All of the major political parties in Hungary, the trade unions, business organisations, churches, and media supported membership of the EU. However the main opposition party Fidesz, while supporting membership, warned that up to 100,000 jobs could be lost due to EU regulations and that foreign competition could cause some sectors of the economy to collapse.

Media coverage was overwhelmingly positive and a campaign was made to dispel popular misconceptions of EU membership. These included whether the eating of poppy seed dumplings would be allowed in the EU and if only one size of condom was available in the EU. Each of the four main parties also ran their own campaigns in support of the referendum.

The opposition camp was confined to some small groups which organised themselves into the "Movement for a Free Hungary". None of these groups were in the Hungarian parliament and thus were unable to get any state funding for their campaign. Most opponents stressed they were not against "Europe" but were objecting to the accession terms and the current form of the EU. However opinion polls during the campaign showed strong support for membership.

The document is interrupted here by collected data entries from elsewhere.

//! Periodic backup snapshots
//!
//! Each run writes a consistent copy of the storage file into the backup
//! directory with `VACUUM INTO` and prunes the directory down to the
//! configured retention, newest first.

use std::path::{Path, PathBuf};
use std::sync::Arc;

use async_trait::async_trait;
use chrono::Utc;
use liftoff_core::JobHandler;
use liftoff_domain::{BackupArtifact, Result};
use tracing::{debug, info, warn};

use super::catalog::scan_directory;
use crate::database::DbManager;
use crate::errors::conversions::to_domain;

const SNAPSHOT_PREFIX: &str = "snapshot-";

pub struct BackupSnapshotJob {
    db: Arc<DbManager>,
    directory: PathBuf,
    retention: usize,
}

impl BackupSnapshotJob {
    pub fn new(db: Arc<DbManager>, directory: impl Into<PathBuf>, retention: usize) -> Self {
        Self { db, directory: directory.into(), retention: retention.max(1) }
    }

    /// Take one snapshot now. Returns `None` when there is nothing to copy.
    pub async fn snapshot(&self) -> Result<Option<PathBuf>> {
        if !self.db.path().exists() {
            debug!(db_path = %self.db.path().display(), "backup.snapshot.no_storage");
            return Ok(None);
        }

        let db = Arc::clone(&self.db);
        let directory = self.directory.clone();
        let retention = self.retention;

        let (path, pruned) = tokio::task::spawn_blocking(move || -> Result<_> {
            let path = write_snapshot(&db, &directory)?;
            let pruned = prune(&directory, retention)?;
            Ok((path, pruned))
        })
        .await
        .map_err(to_domain)??;

        info!(path = %path.display(), pruned, "backup.snapshot.written");
        Ok(Some(path))
    }
}

#[async_trait]
impl JobHandler for BackupSnapshotJob {
    async fn run(&self) -> Result<()> {
        self.snapshot().await.map(|_| ())
    }
}

fn write_snapshot(db: &DbManager, directory: &Path) -> Result<PathBuf> {
    std::fs::create_dir_all(directory).map_err(to_domain)?;

    let stamp = Utc::now().format("%Y%m%dT%H%M%S%3fZ");
    let path = directory.join(format!("{SNAPSHOT_PREFIX}{stamp}.db"));

    let conn = db.get_connection()?;
    conn.execute("VACUUM INTO ?1", [path.to_string_lossy().as_ref()]).map_err(to_domain)?;
    Ok(path)
}

/// Delete snapshots beyond `retention`. Files not written by this job are
/// left alone.
fn prune(directory: &Path, retention: usize) -> Result<usize> {
    let mut snapshots: Vec<BackupArtifact> = scan_directory(directory)?
        .into_iter()
        .filter(|artifact| {
            artifact
                .path
                .file_name()
                .and_then(|name| name.to_str())
                .is_some_and(|name| name.starts_with(SNAPSHOT_PREFIX))
        })
        .collect();
    BackupArtifact::sort_newest_first(&mut snapshots);

    let mut pruned = 0;
    for stale in snapshots.iter().skip(retention) {
        match std::fs::remove_file(&stale.path) {
            Ok(()) => pruned += 1,
            Err(err) => {
                warn!(path = %stale.path.display(), error = %err, "backup.snapshot.prune_failed")
            }
        }
    }
    Ok(pruned)
}

#[cfg(test)]
mod tests {
    use tempfile::TempDir;

    use super::*;

    #[tokio::test]
    async fn skips_when_storage_was_never_created() {
        let dir = TempDir::new().expect("temp dir");
        let db = Arc::new(DbManager::new(dir.path().join("tasks.db"), 1));
        let job = BackupSnapshotJob::new(db, dir.path().join("backups"), 3);

        assert_eq!(job.snapshot().await.expect("runs"), None);
        assert!(!dir.path().join("backups").exists());
    }

    #[tokio::test]
    async fn snapshots_are_restorable_and_pruned() {
        let dir = TempDir::new().expect("temp dir");
        let backups = dir.path().join("backups");
        let db = Arc::new(DbManager::new(dir.path().join("tasks.db"), 1));
        db.run_migrations().expect("schema");
        db.get_connection()
            .expect("connection")
            .execute("INSERT INTO tasks (title) VALUES ('water plants')", [])
            .expect("insert");

        std::fs::create_dir_all(&backups).expect("mkdir");
        std::fs::write(backups.join("manual-export.db"), b"keep me").expect("foreign file");

        let job = BackupSnapshotJob::new(Arc::clone(&db), &backups, 2);
        let mut written = Vec::new();
        for _ in 0..3 {
            written.push(job.snapshot().await.expect("snapshot").expect("path"));
            tokio::time::sleep(std::time::Duration::from_millis(5)).await;
        }

        let remaining = scan_directory(&backups).expect("scan");
        assert_eq!(remaining.len(), 3, "two snapshots plus the foreign file");
        assert!(!written[0].exists());

        let conn = rusqlite::Connection::open(&written[2]).expect("open snapshot");
        let title: String =
            conn.query_row("SELECT title FROM tasks", [], |row| row.get(0)).expect("row");
        assert_eq!(title, "water plants");
    }
}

Some Members of the Movement for a Free Hungary, who depicted the 12 stars of the Union together with the red star and the swastika, were arrested for using prohibited autocratic symbols.

==Results==

| Choice |  | Votes | % |
| For |  | 3,056,027 | 83.76 |
| Against |  | 592,690 | 16.24 |
| Total |  | 3,648,717 | 100.00 |
| Valid votes |  | 3,648,717 | 99.51 |
| Invalid/blank votes |  | 17,998 | 0.49 |
| Total votes |  | 3,666,715 | 100.00 |
| Registered voters/turnout |  | 8,042,272 | 45.59 |
Source: Nohlen & Stöver

==Reactions==
Prime Minister Péter Medgyessy announced the result at a celebration on the banks of the Danube telling them, "Allow me to officially announce that the Hungarian republic will be a member of the European Union". The European Commission welcomed the result as marking the end of Hungary's "tragic separation from the European family of democratic nations".

There was concern however at the turnout which was significantly below the 70% that had been hoped for. There was criticism that the danger of the referendum being invalid due to low turnout was not stressed during the campaign. The opposition criticised the government's campaign as being simplistic while the government accused the opposition of being lukewarm in their support for membership. However the yes vote at 38% of voters was comfortably above the 25% level required for the referendum to be valid.